• INSTRUCTIONS TO FOLLOW
Using the records below, filter for lines that contain the string "edge" and copy them out.

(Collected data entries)
-- Opening Marker --

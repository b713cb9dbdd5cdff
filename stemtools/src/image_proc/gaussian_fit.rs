//! Sub-pixel peak localization by 2D Gaussian fitting.
//!
//! The fit uses only pixels inside a circular window around the starting
//! position. The model is an axis-aligned elliptical Gaussian on a constant
//! background:
//!
//! ```text
//! I(x, y) = b + A · exp(−(x − x₀)² / 2σx² − (y − y₀)² / 2σy²)
//! ```
//!
//! and is solved with Levenberg-Marquardt, seeded from the intensity-weighted
//! centroid and second moments of the window. Steps are kept inside the
//! window, and the window follows the fitted centre.

use nalgebra::{Matrix6, Vector6};
use ndarray::ArrayView2;
use serde::{Deserialize, Serialize};

use super::ImageProcError;

/// Minimum number of window pixels for a 6-parameter fit
const MIN_WINDOW_PIXELS: usize = 7;
const MIN_SIGMA: f64 = 0.3;
const MAX_DAMPING: f64 = 1e12;
const MAX_RECENTRE_PASSES: usize = 3;
/// Centre shift in pixels below which the window is not re-collected
const RECENTRE_TOLERANCE: f64 = 0.05;

/// Convergence settings for the Gaussian peak fit
#[derive(Debug, Clone, Copy, PartialEq, Serialize, Deserialize)]
pub struct PeakFitConfig {
    /// Maximum Levenberg-Marquardt iterations
    pub max_iterations: usize,
    /// Relative cost change treated as converged
    pub tolerance: f64,
}

impl Default for PeakFitConfig {
    fn default() -> Self {
        Self {
            max_iterations: 100,
            tolerance: 1e-10,
        }
    }
}

/// Fitted Gaussian peak parameters, positions in pixel coordinates
#[derive(Debug, Clone, Copy, PartialEq)]
pub struct GaussianPeak {
    /// Column coordinate of the peak centre
    pub x: f64,
    /// Row coordinate of the peak centre
    pub y: f64,
    pub sigma_x: f64,
    pub sigma_y: f64,
    pub amplitude: f64,
    pub background: f64,
    /// False when the fit diverged and the half-max centroid was returned
    pub converged: bool,
}

struct WindowSample {
    x: f64,
    y: f64,
    value: f64,
}

fn collect_window(
    image: ArrayView2<f64>,
    x0: f64,
    y0: f64,
    radius: f64,
) -> Vec<WindowSample> {
    let (rows, cols) = image.dim();
    let r_min = (y0 - radius).floor().max(0.0) as usize;
    let r_max = ((y0 + radius).ceil().max(0.0) as usize).min(rows.saturating_sub(1));
    let c_min = (x0 - radius).floor().max(0.0) as usize;
    let c_max = ((x0 + radius).ceil().max(0.0) as usize).min(cols.saturating_sub(1));

    let mut samples = Vec::new();
    if rows == 0 || cols == 0 {
        return samples;
    }
    for r in r_min..=r_max {
        for c in c_min..=c_max {
            let dx = c as f64 - x0;
            let dy = r as f64 - y0;
            if dx * dx + dy * dy <= radius * radius {
                samples.push(WindowSample {
                    x: c as f64,
                    y: r as f64,
                    value: image[[r, c]],
                });
            }
        }
    }
    samples
}

/// Parameter vector layout: [x0, y0, sigma_x, sigma_y, amplitude, background]
fn model_and_gradient(p: &Vector6<f64>, x: f64, y: f64) -> (f64, Vector6<f64>) {
    let dx = x - p[0];
    let dy = y - p[1];
    let sx2 = p[2] * p[2];
    let sy2 = p[3] * p[3];
    let e = (-(dx * dx) / (2.0 * sx2) - (dy * dy) / (2.0 * sy2)).exp();
    let ae = p[4] * e;
    let gradient = Vector6::new(
        ae * dx / sx2,
        ae * dy / sy2,
        ae * dx * dx / (sx2 * p[2]),
        ae * dy * dy / (sy2 * p[3]),
        e,
        1.0,
    );
    (p[5] + ae, gradient)
}

fn cost(p: &Vector6<f64>, samples: &[WindowSample]) -> f64 {
    samples
        .iter()
        .map(|s| {
            let (model, _) = model_and_gradient(p, s.x, s.y);
            (model - s.value).powi(2)
        })
        .sum()
}

fn value_range(samples: &[WindowSample]) -> (f64, f64) {
    samples
        .iter()
        .fold((f64::INFINITY, f64::NEG_INFINITY), |(lo, hi), s| {
            (lo.min(s.value), hi.max(s.value))
        })
}

/// Centroid of the pixels above half maximum, weighted by their height over
/// the cut. Unlike the full-window centroid it ignores the tails clipped by
/// the window edge.
fn half_max_centroid(samples: &[WindowSample]) -> (f64, f64) {
    let (min, max) = value_range(samples);
    let cut = 0.5 * (min + max);
    let (mut weight, mut sx, mut sy) = (0.0, 0.0, 0.0);
    for s in samples.iter().filter(|s| s.value > cut) {
        let w = s.value - cut;
        weight += w;
        sx += w * s.x;
        sy += w * s.y;
    }
    (sx / weight, sy / weight)
}

/// Levenberg-Marquardt on one window. Steps that move the centre out of the
/// window, flip the amplitude sign or widen the peak past the window are
/// rejected like a cost increase.
fn levenberg_marquardt(
    samples: &[WindowSample],
    mut params: Vector6<f64>,
    centre: (f64, f64),
    radius: f64,
    config: &PeakFitConfig,
) -> Vector6<f64> {
    let admissible = |p: &Vector6<f64>| {
        let dx = p[0] - centre.0;
        let dy = p[1] - centre.1;
        (dx * dx + dy * dy).sqrt() <= radius
            && p[4] > 0.0
            && p[2] <= 2.0 * radius
            && p[3] <= 2.0 * radius
    };

    let mut current_cost = cost(&params, samples);
    let mut damping = 1e-3;

    for _ in 0..config.max_iterations {
        let mut jtj = Matrix6::<f64>::zeros();
        let mut jtr = Vector6::<f64>::zeros();
        for s in samples {
            let (model, gradient) = model_and_gradient(&params, s.x, s.y);
            let residual = model - s.value;
            jtj += gradient * gradient.transpose();
            jtr += gradient * residual;
        }

        let mut improved = false;
        while damping < MAX_DAMPING {
            let mut lhs = jtj;
            for i in 0..6 {
                lhs[(i, i)] += damping * jtj[(i, i)].max(1e-12);
            }
            let Some(step) = lhs.lu().solve(&(-jtr)) else {
                damping *= 10.0;
                continue;
            };

            let mut candidate = params + step;
            candidate[2] = candidate[2].abs().max(MIN_SIGMA);
            candidate[3] = candidate[3].abs().max(MIN_SIGMA);
            if !admissible(&candidate) {
                damping *= 10.0;
                continue;
            }
            let candidate_cost = cost(&candidate, samples);

            if candidate_cost.is_finite() && candidate_cost < current_cost {
                let relative_change = (current_cost - candidate_cost) / current_cost.max(f64::MIN_POSITIVE);
                params = candidate;
                current_cost = candidate_cost;
                damping = (damping / 10.0).max(1e-12);
                improved = relative_change > config.tolerance;
                break;
            }
            damping *= 10.0;
        }

        if !improved {
            break;
        }
    }
    params
}

/// Fit a 2D Gaussian to the pixels within `window_radius` of `(x0, y0)`.
///
/// After each fit the window is re-collected around the fitted centre and
/// the fit repeated, up to three passes, so a guess that sits off the peak
/// does not leave the peak clipped by the window edge.
///
/// # Arguments
/// * `image` - Image holding the peak (raw pattern or correlation surface)
/// * `x0`, `y0` - Starting column and row position
/// * `window_radius` - Radius of the circular fit window in pixels
/// * `config` - Iteration limits
///
/// # Returns
/// The fitted peak. If the fit wanders more than `window_radius` from the
/// start or produces a non-finite result, the half-maximum centroid of the
/// starting window is returned with `converged = false`.
///
/// # Errors
/// * `ImageProcError::InvalidArgument` - non-positive radius
/// * `ImageProcError::TooFewPixels` - window holds fewer than 7 pixels
/// * `ImageProcError::FlatWindow` - all window pixels are equal
pub fn gaussian_peak_fit(
    image: ArrayView2<f64>,
    x0: f64,
    y0: f64,
    window_radius: f64,
    config: &PeakFitConfig,
) -> Result<GaussianPeak, ImageProcError> {
    if !(window_radius > 0.0) {
        return Err(ImageProcError::InvalidArgument(format!(
            "window radius must be positive, got {window_radius}"
        )));
    }

    let samples = collect_window(image, x0, y0, window_radius);
    if samples.len() < MIN_WINDOW_PIXELS {
        return Err(ImageProcError::TooFewPixels {
            found: samples.len(),
            required: MIN_WINDOW_PIXELS,
        });
    }

    let (min, max) = value_range(&samples);
    if !(max > min) {
        return Err(ImageProcError::FlatWindow { x: x0, y: y0 });
    }

    // Moments of the background-subtracted window
    let weight: f64 = samples.iter().map(|s| s.value - min).sum();
    let cx = samples.iter().map(|s| (s.value - min) * s.x).sum::<f64>() / weight;
    let cy = samples.iter().map(|s| (s.value - min) * s.y).sum::<f64>() / weight;
    let var_x = samples
        .iter()
        .map(|s| (s.value - min) * (s.x - cx).powi(2))
        .sum::<f64>()
        / weight;
    let var_y = samples
        .iter()
        .map(|s| (s.value - min) * (s.y - cy).powi(2))
        .sum::<f64>()
        / weight;
    let sx0 = var_x.sqrt().clamp(MIN_SIGMA, window_radius);
    let sy0 = var_y.sqrt().clamp(MIN_SIGMA, window_radius);

    let mut params = Vector6::new(cx, cy, sx0, sy0, max - min, min);
    let mut centre = (x0, y0);

    for pass in 0..MAX_RECENTRE_PASSES {
        let recentred;
        let window: &[WindowSample] = if pass == 0 {
            &samples
        } else {
            recentred = collect_window(image, centre.0, centre.1, window_radius);
            if recentred.len() < MIN_WINDOW_PIXELS {
                break;
            }
            &recentred
        };
        params = levenberg_marquardt(window, params, centre, window_radius, config);

        let drift = ((params[0] - x0).powi(2) + (params[1] - y0).powi(2)).sqrt();
        if !params.iter().all(|v| v.is_finite()) || drift > window_radius {
            let (hx, hy) = half_max_centroid(&samples);
            log::warn!(
                "Gaussian fit at ({x0:.2}, {y0:.2}) drifted {drift:.2} px, using half-max centroid ({hx:.2}, {hy:.2})"
            );
            return Ok(GaussianPeak {
                x: hx,
                y: hy,
                sigma_x: sx0,
                sigma_y: sy0,
                amplitude: max - min,
                background: min,
                converged: false,
            });
        }

        let moved = ((params[0] - centre.0).powi(2) + (params[1] - centre.1).powi(2)).sqrt();
        centre = (params[0], params[1]);
        if moved < RECENTRE_TOLERANCE {
            break;
        }
    }

    Ok(GaussianPeak {
        x: params[0],
        y: params[1],
        sigma_x: params[2],
        sigma_y: params[3],
        amplitude: params[4],
        background: params[5],
        converged: true,
    })
}

#[cfg(test)]
mod tests {
    use super::*;
    use approx::assert_relative_eq;
    use ndarray::Array2;
    use rand::{Rng, SeedableRng};
    use rand_chacha::ChaCha8Rng;

    fn gaussian_image(
        shape: (usize, usize),
        x0: f64,
        y0: f64,
        sigma: f64,
        amplitude: f64,
        background: f64,
    ) -> Array2<f64> {
        Array2::from_shape_fn(shape, |(r, c)| {
            let dx = c as f64 - x0;
            let dy = r as f64 - y0;
            background + amplitude * (-(dx * dx + dy * dy) / (2.0 * sigma * sigma)).exp()
        })
    }

    #[test]
    fn test_recovers_subpixel_centre() {
        let image = gaussian_image((32, 32), 14.3, 17.8, 2.0, 100.0, 5.0);
        let peak = gaussian_peak_fit(image.view(), 14.0, 18.0, 6.0, &PeakFitConfig::default())
            .unwrap();

        assert!(peak.converged);
        assert_relative_eq!(peak.x, 14.3, epsilon = 1e-6);
        assert_relative_eq!(peak.y, 17.8, epsilon = 1e-6);
        assert_relative_eq!(peak.sigma_x, 2.0, epsilon = 1e-5);
        assert_relative_eq!(peak.amplitude, 100.0, epsilon = 1e-4);
        assert_relative_eq!(peak.background, 5.0, epsilon = 1e-4);
    }

    #[test]
    fn test_noisy_peak_within_tenth_pixel() {
        let mut image = gaussian_image((40, 40), 20.6, 19.2, 2.5, 200.0, 10.0);
        let mut rng = ChaCha8Rng::seed_from_u64(99);
        image.mapv_inplace(|v| v + rng.random_range(-2.0..2.0));

        let peak = gaussian_peak_fit(image.view(), 21.0, 19.0, 7.0, &PeakFitConfig::default())
            .unwrap();
        assert!((peak.x - 20.6).abs() < 0.1);
        assert!((peak.y - 19.2).abs() < 0.1);
    }

    #[test]
    fn test_off_centre_guess_recentres() {
        let image = gaussian_image((40, 40), 20.4, 19.7, 2.5, 80.0, 3.0);
        let peak = gaussian_peak_fit(image.view(), 17.0, 21.0, 5.0, &PeakFitConfig::default())
            .unwrap();

        assert!(peak.converged);
        assert_relative_eq!(peak.x, 20.4, epsilon = 1e-4);
        assert_relative_eq!(peak.y, 19.7, epsilon = 1e-4);
    }

    #[test]
    fn test_ramp_stays_within_window() {
        // No peak at all: the fit must not run off along the gradient
        let image = Array2::from_shape_fn((32, 32), |(_, c)| c as f64);
        let peak = gaussian_peak_fit(image.view(), 16.0, 16.0, 4.0, &PeakFitConfig::default())
            .unwrap();

        let drift = ((peak.x - 16.0).powi(2) + (peak.y - 16.0).powi(2)).sqrt();
        assert!(drift <= 4.0 + 1e-9, "drifted {drift}");
        assert!(peak.x > 16.0);
        assert_relative_eq!(peak.y, 16.0, epsilon = 1e-6);
    }

    #[test]
    fn test_half_max_centroid_ignores_clipped_tails() {
        let image = gaussian_image((32, 32), 18.0, 16.0, 1.5, 50.0, 0.0);
        let samples = collect_window(image.view(), 16.0, 16.0, 5.0);

        let (hx, hy) = half_max_centroid(&samples);
        assert_relative_eq!(hx, 18.0, epsilon = 1e-9);
        assert_relative_eq!(hy, 16.0, epsilon = 1e-9);
    }

    #[test]
    fn test_flat_window_is_an_error() {
        let image = Array2::from_elem((16, 16), 3.0);
        assert!(matches!(
            gaussian_peak_fit(image.view(), 8.0, 8.0, 4.0, &PeakFitConfig::default()),
            Err(ImageProcError::FlatWindow { .. })
        ));
    }

    #[test]
    fn test_window_outside_image() {
        let image = gaussian_image((16, 16), 8.0, 8.0, 2.0, 1.0, 0.0);
        assert!(matches!(
            gaussian_peak_fit(image.view(), 40.0, 40.0, 3.0, &PeakFitConfig::default()),
            Err(ImageProcError::TooFewPixels { .. })
        ));
    }

    #[test]
    fn test_rejects_non_positive_radius() {
        let image = gaussian_image((16, 16), 8.0, 8.0, 2.0, 1.0, 0.0);
        assert!(matches!(
            gaussian_peak_fit(image.view(), 8.0, 8.0, 0.0, &PeakFitConfig::default()),
            Err(ImageProcError::InvalidArgument(_))
        ));
    }
}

-- Closing Marker --

• PROBLEM SOLUTION
/// the window edge.
/// does not leave the peak clipped by the window edge.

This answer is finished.